> **What you are asked to do**:
Restate word for word the entries below, starting with the line with "or binary columns" and continuing through the line with "self.check_indices()?;". Include both of those lines and no others.

────────────────────

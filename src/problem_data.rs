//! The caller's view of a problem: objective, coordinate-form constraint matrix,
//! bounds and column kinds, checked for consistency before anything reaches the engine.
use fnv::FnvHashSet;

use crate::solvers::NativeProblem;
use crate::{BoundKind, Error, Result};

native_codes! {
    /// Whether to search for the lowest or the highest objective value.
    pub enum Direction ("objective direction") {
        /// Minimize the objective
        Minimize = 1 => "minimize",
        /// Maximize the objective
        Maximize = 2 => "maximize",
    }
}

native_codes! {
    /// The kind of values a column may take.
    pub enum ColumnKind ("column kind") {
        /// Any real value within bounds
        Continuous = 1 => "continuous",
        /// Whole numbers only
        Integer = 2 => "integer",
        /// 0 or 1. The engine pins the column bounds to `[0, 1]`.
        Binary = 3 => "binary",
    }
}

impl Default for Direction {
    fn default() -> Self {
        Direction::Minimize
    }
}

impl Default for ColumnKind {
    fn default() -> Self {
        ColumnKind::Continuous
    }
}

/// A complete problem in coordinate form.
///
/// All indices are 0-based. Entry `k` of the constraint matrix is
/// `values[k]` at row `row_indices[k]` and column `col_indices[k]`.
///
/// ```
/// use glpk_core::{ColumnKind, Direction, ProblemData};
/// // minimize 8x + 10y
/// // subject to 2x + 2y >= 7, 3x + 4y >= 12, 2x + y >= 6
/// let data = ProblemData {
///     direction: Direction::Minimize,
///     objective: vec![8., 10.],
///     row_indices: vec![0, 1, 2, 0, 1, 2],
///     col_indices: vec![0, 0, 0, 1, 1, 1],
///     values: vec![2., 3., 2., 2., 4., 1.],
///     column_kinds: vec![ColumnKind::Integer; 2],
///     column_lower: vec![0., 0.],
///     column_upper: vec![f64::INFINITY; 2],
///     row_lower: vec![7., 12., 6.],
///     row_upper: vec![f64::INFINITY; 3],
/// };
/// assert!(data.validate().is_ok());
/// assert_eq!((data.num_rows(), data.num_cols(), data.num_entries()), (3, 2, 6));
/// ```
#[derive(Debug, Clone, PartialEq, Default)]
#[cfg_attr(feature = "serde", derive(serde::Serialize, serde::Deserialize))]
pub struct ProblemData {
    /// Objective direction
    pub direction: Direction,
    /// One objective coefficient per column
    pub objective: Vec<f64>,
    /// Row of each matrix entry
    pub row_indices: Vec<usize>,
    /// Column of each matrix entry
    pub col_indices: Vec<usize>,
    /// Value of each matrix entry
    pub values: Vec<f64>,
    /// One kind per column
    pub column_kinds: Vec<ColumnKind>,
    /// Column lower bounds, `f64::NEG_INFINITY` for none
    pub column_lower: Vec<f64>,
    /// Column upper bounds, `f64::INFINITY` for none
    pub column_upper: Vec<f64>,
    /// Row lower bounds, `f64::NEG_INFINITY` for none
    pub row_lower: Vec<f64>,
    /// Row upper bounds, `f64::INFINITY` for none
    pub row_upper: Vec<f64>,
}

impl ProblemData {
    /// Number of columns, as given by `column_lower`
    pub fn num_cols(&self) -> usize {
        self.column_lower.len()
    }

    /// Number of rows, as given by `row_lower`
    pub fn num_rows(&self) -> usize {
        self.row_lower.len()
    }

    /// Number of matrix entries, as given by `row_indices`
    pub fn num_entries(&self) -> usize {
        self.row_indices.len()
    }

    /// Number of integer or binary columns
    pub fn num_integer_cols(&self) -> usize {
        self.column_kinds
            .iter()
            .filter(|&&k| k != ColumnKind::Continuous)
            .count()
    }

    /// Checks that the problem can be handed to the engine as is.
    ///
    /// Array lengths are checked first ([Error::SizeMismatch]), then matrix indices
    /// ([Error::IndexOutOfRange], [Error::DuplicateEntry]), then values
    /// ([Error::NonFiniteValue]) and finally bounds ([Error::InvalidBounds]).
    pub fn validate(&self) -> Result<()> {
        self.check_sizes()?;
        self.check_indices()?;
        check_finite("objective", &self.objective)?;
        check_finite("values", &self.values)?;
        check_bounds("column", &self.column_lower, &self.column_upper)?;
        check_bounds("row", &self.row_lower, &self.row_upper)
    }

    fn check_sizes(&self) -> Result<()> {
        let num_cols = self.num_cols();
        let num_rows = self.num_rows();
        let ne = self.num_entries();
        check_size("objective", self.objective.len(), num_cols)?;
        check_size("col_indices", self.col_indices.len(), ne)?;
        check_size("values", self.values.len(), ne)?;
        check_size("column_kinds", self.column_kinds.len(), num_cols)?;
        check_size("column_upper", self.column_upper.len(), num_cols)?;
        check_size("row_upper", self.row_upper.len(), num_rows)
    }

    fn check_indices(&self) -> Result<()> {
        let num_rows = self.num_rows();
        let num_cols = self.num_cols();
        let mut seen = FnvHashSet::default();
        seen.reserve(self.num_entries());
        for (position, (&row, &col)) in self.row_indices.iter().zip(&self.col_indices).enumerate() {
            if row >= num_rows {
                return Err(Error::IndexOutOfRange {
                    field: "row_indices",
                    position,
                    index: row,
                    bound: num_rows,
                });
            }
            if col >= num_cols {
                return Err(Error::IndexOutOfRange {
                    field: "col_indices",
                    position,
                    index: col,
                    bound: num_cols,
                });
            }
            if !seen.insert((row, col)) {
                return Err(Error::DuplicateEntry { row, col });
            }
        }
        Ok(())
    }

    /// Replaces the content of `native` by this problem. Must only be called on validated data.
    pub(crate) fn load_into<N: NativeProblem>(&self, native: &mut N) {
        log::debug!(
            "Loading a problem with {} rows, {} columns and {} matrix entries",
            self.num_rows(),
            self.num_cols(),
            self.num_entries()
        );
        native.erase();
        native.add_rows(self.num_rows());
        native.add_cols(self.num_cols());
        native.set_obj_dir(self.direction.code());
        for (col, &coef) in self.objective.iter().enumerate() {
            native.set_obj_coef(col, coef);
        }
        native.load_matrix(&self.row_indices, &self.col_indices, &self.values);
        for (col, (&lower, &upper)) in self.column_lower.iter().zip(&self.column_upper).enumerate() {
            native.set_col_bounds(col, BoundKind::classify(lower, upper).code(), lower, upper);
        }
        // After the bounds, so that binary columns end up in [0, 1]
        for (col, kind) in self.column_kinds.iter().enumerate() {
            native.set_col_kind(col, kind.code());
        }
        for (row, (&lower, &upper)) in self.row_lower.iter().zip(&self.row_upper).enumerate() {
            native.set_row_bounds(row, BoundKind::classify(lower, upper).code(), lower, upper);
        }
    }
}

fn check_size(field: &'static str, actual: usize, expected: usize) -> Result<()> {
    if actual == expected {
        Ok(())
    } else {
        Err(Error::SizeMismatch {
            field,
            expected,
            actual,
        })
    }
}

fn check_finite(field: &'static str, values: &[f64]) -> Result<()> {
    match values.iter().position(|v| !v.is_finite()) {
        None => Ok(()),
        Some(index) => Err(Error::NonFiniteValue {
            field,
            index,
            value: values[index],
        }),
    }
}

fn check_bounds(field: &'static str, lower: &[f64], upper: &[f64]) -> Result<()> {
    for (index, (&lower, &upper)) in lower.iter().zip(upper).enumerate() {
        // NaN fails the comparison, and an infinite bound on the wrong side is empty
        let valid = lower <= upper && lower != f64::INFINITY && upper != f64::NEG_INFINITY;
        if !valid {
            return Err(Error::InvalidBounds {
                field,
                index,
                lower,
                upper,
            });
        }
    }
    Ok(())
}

────────────────────

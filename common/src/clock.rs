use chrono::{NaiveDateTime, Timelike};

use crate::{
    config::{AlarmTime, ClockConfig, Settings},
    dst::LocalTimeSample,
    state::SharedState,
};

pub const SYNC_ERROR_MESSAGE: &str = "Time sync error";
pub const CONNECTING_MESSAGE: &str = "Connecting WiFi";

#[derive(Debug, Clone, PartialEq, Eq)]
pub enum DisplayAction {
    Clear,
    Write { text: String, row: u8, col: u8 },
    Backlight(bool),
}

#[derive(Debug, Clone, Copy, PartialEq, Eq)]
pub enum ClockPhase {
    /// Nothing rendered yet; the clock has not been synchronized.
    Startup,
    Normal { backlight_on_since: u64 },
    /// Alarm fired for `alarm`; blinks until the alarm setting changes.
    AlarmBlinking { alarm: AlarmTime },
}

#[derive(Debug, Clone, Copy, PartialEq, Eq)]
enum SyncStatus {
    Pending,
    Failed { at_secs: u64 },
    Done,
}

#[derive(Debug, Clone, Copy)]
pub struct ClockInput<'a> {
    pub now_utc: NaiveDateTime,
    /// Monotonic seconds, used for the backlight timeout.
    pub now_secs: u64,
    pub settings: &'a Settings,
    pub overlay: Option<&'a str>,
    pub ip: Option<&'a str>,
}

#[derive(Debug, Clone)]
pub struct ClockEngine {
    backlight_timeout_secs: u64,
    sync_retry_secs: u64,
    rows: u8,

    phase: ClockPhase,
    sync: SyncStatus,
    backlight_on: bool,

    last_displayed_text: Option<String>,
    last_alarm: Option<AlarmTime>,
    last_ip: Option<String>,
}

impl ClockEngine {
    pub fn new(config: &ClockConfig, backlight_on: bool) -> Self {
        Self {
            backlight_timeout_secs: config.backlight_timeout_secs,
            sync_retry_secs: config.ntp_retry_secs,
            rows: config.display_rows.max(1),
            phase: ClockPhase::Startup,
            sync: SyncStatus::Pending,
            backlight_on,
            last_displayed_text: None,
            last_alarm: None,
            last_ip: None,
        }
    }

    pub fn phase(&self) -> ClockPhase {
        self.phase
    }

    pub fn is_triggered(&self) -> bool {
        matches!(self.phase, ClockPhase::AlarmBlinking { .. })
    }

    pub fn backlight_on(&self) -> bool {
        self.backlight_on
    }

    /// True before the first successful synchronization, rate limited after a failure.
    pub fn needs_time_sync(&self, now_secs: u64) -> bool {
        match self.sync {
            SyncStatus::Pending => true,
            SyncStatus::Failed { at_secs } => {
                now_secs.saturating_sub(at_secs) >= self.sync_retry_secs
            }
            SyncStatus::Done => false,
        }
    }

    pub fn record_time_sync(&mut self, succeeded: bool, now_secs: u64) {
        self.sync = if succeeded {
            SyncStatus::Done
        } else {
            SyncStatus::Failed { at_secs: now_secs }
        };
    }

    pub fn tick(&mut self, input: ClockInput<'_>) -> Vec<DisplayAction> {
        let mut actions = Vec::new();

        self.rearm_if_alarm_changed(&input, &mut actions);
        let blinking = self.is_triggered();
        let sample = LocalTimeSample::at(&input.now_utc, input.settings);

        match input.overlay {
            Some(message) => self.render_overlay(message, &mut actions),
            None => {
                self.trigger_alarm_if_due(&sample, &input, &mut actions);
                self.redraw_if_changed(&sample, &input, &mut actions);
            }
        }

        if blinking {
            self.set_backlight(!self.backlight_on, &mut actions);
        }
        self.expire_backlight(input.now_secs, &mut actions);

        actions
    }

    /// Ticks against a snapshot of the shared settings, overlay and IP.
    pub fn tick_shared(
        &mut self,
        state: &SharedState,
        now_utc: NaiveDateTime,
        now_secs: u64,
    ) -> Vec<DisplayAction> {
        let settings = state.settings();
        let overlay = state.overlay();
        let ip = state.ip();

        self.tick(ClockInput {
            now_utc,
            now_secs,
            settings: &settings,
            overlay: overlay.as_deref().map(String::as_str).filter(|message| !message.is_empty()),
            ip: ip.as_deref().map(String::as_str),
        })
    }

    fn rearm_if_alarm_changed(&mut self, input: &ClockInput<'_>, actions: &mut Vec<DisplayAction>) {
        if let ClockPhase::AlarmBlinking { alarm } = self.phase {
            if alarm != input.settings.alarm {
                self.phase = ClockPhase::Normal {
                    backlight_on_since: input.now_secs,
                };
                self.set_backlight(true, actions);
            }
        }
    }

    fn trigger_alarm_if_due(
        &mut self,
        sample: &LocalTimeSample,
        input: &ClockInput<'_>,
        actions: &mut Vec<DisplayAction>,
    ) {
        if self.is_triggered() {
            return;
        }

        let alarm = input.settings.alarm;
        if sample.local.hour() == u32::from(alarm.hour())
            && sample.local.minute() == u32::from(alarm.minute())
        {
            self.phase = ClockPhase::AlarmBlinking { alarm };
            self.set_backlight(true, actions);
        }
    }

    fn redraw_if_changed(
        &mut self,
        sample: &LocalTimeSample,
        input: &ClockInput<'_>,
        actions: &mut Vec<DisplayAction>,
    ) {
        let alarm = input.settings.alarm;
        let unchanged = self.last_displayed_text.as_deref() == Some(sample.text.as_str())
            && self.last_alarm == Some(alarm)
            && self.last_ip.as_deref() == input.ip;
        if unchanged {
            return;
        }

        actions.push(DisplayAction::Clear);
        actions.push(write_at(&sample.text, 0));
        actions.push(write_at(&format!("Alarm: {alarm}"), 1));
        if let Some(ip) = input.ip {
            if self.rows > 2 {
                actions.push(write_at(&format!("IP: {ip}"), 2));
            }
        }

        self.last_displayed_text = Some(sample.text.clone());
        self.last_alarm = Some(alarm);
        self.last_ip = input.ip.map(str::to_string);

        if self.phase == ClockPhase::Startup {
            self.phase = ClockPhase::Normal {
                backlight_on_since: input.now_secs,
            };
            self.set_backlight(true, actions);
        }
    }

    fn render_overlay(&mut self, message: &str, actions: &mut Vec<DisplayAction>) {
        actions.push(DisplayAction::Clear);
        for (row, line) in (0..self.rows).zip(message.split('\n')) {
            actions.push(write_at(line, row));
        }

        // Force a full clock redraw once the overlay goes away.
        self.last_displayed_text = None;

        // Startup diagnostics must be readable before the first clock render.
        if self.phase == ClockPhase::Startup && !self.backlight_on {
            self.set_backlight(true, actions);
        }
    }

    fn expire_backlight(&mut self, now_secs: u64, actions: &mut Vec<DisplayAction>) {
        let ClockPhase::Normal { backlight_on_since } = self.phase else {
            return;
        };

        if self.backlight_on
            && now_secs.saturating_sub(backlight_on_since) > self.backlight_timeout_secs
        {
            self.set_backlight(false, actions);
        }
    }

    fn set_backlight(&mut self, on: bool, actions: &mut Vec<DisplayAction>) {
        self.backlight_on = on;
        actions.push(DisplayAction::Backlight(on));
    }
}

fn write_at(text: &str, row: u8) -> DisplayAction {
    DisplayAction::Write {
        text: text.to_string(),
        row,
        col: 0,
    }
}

────────────────────

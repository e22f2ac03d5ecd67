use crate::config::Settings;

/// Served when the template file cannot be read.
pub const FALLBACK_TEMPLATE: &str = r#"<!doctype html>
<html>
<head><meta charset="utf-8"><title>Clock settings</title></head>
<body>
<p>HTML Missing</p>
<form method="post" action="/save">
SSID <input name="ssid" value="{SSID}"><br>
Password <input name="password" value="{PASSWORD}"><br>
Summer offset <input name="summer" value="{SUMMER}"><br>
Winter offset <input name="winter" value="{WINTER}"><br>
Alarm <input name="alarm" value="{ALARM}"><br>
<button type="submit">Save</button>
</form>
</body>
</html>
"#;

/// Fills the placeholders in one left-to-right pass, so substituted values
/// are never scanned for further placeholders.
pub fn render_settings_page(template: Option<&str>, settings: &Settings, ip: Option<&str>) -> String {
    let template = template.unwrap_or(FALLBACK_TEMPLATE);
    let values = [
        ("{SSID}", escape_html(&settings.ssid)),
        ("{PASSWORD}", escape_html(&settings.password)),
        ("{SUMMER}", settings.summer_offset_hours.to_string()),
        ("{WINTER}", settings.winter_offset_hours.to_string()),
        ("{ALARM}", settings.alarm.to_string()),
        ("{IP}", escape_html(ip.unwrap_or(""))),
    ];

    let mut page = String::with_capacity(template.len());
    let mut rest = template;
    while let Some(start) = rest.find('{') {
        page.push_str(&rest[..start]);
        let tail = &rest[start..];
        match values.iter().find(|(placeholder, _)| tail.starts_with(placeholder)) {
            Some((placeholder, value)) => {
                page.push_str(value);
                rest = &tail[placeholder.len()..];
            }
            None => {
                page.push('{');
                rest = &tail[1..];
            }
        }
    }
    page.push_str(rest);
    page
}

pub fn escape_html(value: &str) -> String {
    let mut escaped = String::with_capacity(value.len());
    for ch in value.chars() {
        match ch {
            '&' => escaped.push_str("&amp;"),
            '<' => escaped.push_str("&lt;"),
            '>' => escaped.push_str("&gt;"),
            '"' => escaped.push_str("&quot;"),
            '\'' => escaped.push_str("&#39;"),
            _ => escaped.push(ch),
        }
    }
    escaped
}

────────────────────

> **Answer below**:
    /// Number of integer or binary columns
    pub fn num_integer_cols(&self) -> usize {
        self.column_kinds
            .iter()
            .filter(|&&k| k != ColumnKind::Continuous)
            .count()
    }

    /// Checks that the problem can be handed to the engine as is.
    ///
    /// Array lengths are checked first ([Error::SizeMismatch]), then matrix indices
    /// ([Error::IndexOutOfRange], [Error::DuplicateEntry]), then values
    /// ([Error::NonFiniteValue]) and finally bounds ([Error::InvalidBounds]).
    pub fn validate(&self) -> Result<()> {
        self.check_sizes()?;
        self.check_indices()?;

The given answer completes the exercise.